CBIZ
  • Article
November 11, 2024

Accounting for Data Acquisition Costs

Table of Contents

Accounting for Data Acquisition Costs

Background

In the world of artificial intelligence (AI), data is the lifeblood that fuels the development of large language models (LLMs). Acquiring and preparing the large datasets required for training these models is a significant undertaking, both operationally and financially. As companies invest in data acquisition and preparation, understanding the appropriate accounting treatment of these costs becomes critical. Companies must consider whether these costs should be expensed as incurred, recognized as a separate intangible asset or capitalized as part of the generative AI application or LLM.

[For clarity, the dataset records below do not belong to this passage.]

// SPDX-License-Identifier: AGPL-3.0-or-later
//
// Copyright (C) 2026 Relational Network

//! Append-only request log.
//!
//! One line per completed request, written in completion order. The file is
//! opened once at startup and shared by every request; a whole line is
//! written under the lock so concurrent entries never interleave. Each line
//! is mirrored as a structured `tracing` event.

use std::fs::{File, OpenOptions};
use std::io::{BufRead, BufReader, BufWriter, Write};
use std::path::{Path, PathBuf};
use std::sync::Mutex;
use std::time::Duration;

use chrono::{DateTime, Utc};
use uuid::Uuid;

use super::{StorageError, StorageResult};

/// Everything recorded about one completed request.
#[derive(Debug, Clone, PartialEq, Eq)]
pub struct LogEntry {
    /// Only carried on the structured event; the file line keeps its fixed
    /// template.
    pub request_id: Option<Uuid>,
    pub timestamp: DateTime<Utc>,
    pub method: String,
    pub path: String,
    pub source_ip: String,
    pub status_code: u16,
    pub duration: Duration,
    pub request_size: u64,
    pub response_size: usize,
    pub headers_received: String,
    pub auth_success: bool,
}

impl LogEntry {
    /// Render the fixed single-line template (no trailing newline).
    pub fn to_line(&self) -> String {
        format!(
            "[{}] {} {} | IP: {} | Status: {} | Duration: {}ms | ReqSize: {} bytes | RespSize: {} bytes | Headers: {} | Auth: {}",
            self.timestamp.format("%Y-%m-%d %H:%M:%S"),
            self.method,
            self.path,
            self.source_ip,
            self.status_code,
            self.duration.as_millis(),
            self.request_size,
            self.response_size,
            self.headers_received,
            self.auth_success,
        )
    }
}

/// Process-wide request log file.
pub struct RequestLog {
    path: PathBuf,
    writer: Mutex<BufWriter<File>>,
}

impl RequestLog {
    /// Open (or create) the log file in append mode, creating parent
    /// directories as needed.
    pub fn open(path: impl AsRef<Path>) -> StorageResult<Self> {
        let path = path.as_ref().to_path_buf();
        if let Some(parent) = path.parent() {
            if !parent.as_os_str().is_empty() {
                std::fs::create_dir_all(parent)?;
            }
        }
        let file = OpenOptions::new().create(true).append(true).open(&path)?;
        Ok(Self {
            path,
            writer: Mutex::new(BufWriter::new(file)),
        })
    }

    pub fn path(&self) -> &Path {
        &self.path
    }

    /// Append one entry as a full line and flush it to the file.
    pub fn append(&self, entry: &LogEntry) -> StorageResult<()> {
        let line = entry.to_line();

        tracing::info!(
            request_id = %entry.request_id.map(|id| id.to_string()).unwrap_or_default(),
            method = %entry.method,
            path = %entry.path,
            source_ip = %entry.source_ip,
            status = entry.status_code,
            duration_ms = entry.duration.as_millis() as u64,
            request_size = entry.request_size,
            response_size = entry.response_size,
            auth = entry.auth_success,
            "request completed"
        );

        let mut writer = self
            .writer
            .lock()
            .map_err(|_| StorageError::Backend("request log lock poisoned".to_string()))?;
        writer.write_all(line.as_bytes())?;
        writer.write_all(b"\n")?;
        writer.flush()?;
        Ok(())
    }

    /// Flush buffered output. Called on shutdown.
    pub fn flush(&self) -> StorageResult<()> {
        let mut writer = self
            .writer
            .lock()
            .map_err(|_| StorageError::Backend("request log lock poisoned".to_string()))?;
        writer.flush()?;
        Ok(())
    }

    /// Read every line currently in the log.
    pub fn lines(&self) -> StorageResult<Vec<String>> {
        self.flush()?;
        let file = File::open(&self.path)?;
        let mut lines = Vec::new();
        for line in BufReader::new(file).lines() {
            let line = line?;
            if !line.trim().is_empty() {
                lines.push(line);
            }
        }
        Ok(lines)
    }
}
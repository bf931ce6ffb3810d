pub mod operations;
pub mod queue;

use axum::routing::{get, post};
use axum::Router;

use crate::state::SharedState;

pub fn api_routes() -> Router<SharedState> {
    Router::new()
        // Operations
        .route(
            "/api/v1/operations/{mode}/{operation}",
            post(operations::execute),
        )
        // Queue
        .route("/api/v1/queue", get(queue::list))
        .route("/api/v1/queue/tick", post(queue::tick))
        .route("/api/v1/queue/{id}", get(queue::get))
        .route("/api/v1/queue/{id}/requeue", post(queue::requeue))
}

In this article, part of our ongoing AI Accounting Insights series discussing accounting considerations for companies developing generative AI technologies, we examine the accounting considerations for data acquisition and related costs associated with LLM and generative AI application development. By exploring the relevant accounting standards, we aim to guide financial leaders in making informed decisions on whether to capitalize or expense these costs.

Data Acquisition Costs

Generative AI refers to a type of AI that can produce new content — whether it’s text, images, code or even music — based on the patterns it has learned from existing data. Generative AI is capable of generating content that is novel, coherent and contextually appropriate. This technology is powered by advanced machine learning techniques that enable computers to understand and mimic the complexities of human creativity and language.

One of the key innovations behind generative AI is the development of LLMs. LLMs are designed to process and generate human-like text. They are built using deep learning techniques and trained on vast amounts of data, which may include books, articles, websites and other written content. The model learns the structure of language, including grammar, context and the relationships between concepts, which enables it to generate relevant and contextually accurate responses. By leveraging LLMs through generative AI applications, businesses can automate and enhance a variety of language-intensive tasks, leading to increased efficiency and innovation.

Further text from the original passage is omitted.